*Exercise directions*
Starting with the first line of the data that follows, transcribe every line verbatim until the line containing "PoolState::Running(_) => return" has been transcribed.

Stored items
• • • • •

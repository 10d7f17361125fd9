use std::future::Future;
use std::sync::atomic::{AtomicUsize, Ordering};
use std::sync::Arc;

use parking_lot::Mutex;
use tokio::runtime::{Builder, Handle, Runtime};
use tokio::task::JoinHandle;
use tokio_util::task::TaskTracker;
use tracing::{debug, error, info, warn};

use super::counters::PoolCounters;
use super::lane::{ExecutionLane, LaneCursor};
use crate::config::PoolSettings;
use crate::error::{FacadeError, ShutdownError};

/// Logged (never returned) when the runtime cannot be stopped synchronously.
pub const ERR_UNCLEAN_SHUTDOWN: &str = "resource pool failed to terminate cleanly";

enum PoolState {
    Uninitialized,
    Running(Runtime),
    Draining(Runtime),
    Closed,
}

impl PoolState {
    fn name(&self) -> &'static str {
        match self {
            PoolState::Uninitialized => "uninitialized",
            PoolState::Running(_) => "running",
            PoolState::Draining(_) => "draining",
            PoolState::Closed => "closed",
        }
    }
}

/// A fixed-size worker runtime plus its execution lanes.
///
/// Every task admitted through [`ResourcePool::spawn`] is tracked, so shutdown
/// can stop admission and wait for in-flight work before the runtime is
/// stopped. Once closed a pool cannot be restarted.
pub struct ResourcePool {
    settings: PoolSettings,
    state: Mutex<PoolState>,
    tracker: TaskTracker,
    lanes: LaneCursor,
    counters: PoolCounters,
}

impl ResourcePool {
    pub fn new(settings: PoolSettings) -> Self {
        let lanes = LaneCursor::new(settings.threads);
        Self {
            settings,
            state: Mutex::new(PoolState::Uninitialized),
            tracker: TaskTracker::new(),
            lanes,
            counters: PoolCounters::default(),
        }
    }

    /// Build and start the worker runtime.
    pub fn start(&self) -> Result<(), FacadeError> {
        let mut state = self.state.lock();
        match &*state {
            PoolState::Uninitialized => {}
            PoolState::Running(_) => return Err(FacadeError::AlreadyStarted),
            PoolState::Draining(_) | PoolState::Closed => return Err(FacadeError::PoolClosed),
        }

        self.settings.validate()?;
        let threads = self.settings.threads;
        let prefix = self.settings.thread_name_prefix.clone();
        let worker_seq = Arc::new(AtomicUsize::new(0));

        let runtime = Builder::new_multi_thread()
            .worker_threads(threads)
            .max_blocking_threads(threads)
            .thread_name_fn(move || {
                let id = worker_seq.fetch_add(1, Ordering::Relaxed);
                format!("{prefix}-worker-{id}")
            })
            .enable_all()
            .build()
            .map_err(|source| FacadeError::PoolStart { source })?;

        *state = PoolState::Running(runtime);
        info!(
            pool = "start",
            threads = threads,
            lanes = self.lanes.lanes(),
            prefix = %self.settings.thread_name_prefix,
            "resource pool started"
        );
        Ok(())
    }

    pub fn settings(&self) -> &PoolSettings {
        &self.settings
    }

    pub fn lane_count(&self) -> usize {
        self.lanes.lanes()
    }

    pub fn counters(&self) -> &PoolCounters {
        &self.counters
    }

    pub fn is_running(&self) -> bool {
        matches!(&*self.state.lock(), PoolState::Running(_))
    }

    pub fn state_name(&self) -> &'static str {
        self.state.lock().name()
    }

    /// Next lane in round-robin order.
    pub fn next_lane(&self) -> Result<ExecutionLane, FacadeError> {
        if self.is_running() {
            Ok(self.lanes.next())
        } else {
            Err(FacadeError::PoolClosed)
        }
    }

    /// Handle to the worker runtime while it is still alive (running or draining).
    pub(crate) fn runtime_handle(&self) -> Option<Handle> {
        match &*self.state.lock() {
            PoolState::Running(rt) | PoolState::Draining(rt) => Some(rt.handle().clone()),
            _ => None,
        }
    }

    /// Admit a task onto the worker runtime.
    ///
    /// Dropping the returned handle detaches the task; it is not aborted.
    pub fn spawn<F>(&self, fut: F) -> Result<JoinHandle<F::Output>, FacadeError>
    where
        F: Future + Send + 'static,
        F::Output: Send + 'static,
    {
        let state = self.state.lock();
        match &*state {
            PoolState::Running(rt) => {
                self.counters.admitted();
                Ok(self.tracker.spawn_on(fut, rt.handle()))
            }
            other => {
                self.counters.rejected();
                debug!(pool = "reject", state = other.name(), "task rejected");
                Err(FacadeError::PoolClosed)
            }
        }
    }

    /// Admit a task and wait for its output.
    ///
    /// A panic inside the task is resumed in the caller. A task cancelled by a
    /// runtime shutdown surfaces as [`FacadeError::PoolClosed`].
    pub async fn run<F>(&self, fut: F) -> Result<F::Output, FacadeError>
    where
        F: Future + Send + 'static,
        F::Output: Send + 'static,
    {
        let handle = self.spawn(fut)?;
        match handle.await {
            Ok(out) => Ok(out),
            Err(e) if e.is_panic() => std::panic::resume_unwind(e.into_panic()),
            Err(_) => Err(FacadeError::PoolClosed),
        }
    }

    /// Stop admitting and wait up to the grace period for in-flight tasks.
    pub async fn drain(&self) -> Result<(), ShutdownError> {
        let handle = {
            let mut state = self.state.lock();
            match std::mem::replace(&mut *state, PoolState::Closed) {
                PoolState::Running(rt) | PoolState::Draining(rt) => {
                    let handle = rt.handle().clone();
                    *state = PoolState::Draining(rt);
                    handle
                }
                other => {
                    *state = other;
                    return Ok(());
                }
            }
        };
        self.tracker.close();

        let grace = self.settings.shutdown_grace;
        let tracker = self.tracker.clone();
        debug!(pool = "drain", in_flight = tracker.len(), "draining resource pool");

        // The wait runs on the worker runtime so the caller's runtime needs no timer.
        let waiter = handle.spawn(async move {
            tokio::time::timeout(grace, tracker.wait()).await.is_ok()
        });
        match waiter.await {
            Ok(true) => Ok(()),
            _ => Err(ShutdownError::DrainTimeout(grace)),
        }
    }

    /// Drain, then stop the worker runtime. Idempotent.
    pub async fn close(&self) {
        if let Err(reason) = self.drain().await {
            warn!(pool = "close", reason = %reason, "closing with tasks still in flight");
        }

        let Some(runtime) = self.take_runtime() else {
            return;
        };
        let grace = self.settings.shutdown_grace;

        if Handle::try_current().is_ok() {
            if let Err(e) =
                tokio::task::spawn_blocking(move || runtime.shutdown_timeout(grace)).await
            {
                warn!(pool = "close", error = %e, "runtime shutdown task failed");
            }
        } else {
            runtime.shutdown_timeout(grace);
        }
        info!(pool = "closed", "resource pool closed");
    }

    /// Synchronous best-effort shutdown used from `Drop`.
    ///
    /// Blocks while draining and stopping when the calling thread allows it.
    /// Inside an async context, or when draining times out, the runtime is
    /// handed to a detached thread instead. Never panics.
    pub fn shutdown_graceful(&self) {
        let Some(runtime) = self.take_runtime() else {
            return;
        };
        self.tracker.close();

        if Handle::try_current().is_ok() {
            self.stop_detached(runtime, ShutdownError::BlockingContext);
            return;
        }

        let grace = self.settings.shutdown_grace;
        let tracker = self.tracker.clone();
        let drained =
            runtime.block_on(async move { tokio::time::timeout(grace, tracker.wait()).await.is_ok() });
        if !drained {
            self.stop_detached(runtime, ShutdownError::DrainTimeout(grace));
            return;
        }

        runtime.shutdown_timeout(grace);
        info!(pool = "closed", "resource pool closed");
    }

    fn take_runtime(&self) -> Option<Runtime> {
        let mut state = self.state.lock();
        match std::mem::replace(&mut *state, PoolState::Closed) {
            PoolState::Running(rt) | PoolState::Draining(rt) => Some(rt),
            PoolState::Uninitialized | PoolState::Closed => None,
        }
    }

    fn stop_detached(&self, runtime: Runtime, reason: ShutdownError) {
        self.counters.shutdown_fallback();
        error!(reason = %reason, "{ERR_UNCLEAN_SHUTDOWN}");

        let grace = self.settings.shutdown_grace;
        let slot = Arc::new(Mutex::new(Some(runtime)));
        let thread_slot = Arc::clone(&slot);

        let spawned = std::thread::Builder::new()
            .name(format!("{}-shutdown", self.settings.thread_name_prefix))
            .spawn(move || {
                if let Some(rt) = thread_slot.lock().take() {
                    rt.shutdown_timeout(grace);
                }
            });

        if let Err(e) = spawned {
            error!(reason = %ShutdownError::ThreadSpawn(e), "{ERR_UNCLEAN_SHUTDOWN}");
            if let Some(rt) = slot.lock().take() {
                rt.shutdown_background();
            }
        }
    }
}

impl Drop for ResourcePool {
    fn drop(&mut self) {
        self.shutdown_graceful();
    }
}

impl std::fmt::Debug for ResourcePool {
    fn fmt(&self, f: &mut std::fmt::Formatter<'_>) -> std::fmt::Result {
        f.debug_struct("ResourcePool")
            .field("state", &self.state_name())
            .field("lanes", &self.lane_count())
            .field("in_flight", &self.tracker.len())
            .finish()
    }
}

• • • • •

*Answer space*
repository 10d7f17361125fd9
use std::future::Future;
use std::sync::atomic::{AtomicUsize, Ordering};
use std::sync::Arc;

use parking_lot::Mutex;
use tokio::runtime::{Builder, Handle, Runtime};
use tokio::task::JoinHandle;
use tokio_util::task::TaskTracker;
use tracing::{debug, error, info, warn};

use super::counters::PoolCounters;
use super::lane::{ExecutionLane, LaneCursor};
use crate::config::PoolSettings;
use crate::error::{FacadeError, ShutdownError};

/// Logged (never returned) when the runtime cannot be stopped synchronously.
pub const ERR_UNCLEAN_SHUTDOWN: &str = "resource pool failed to terminate cleanly";

enum PoolState {
    Uninitialized,
    Running(Runtime),
    Draining(Runtime),
    Closed,
}

impl PoolState {
    fn name(&self) -> &'static str {
        match self {
            PoolState::Uninitialized => "uninitialized",
            PoolState::Running(_) => "running",
            PoolState::Draining(_) => "draining",
            PoolState::Closed => "closed",
        }
    }
}

/// A fixed-size worker runtime plus its execution lanes.
///
/// Every task admitted through [`ResourcePool::spawn`] is tracked, so shutdown
/// can stop admission and wait for in-flight work before the runtime is
/// stopped. Once closed a pool cannot be restarted.
pub struct ResourcePool {
    settings: PoolSettings,
    state: Mutex<PoolState>,
    tracker: TaskTracker,
    lanes: LaneCursor,
    counters: PoolCounters,
}

impl ResourcePool {
    pub fn new(settings: PoolSettings) -> Self {
        let lanes = LaneCursor::new(settings.threads);
        Self {
            settings,
            state: Mutex::new(PoolState::Uninitialized),
            tracker: TaskTracker::new(),
            lanes,
            counters: PoolCounters::default(),
        }
    }

    /// Build and start the worker runtime.
    pub fn start(&self) -> Result<(), FacadeError> {
        let mut state = self.state.lock();
        match &*state {
            PoolState::Uninitialized => {}
            PoolState::Running(_) => return Err(FacadeError::AlreadyStarted),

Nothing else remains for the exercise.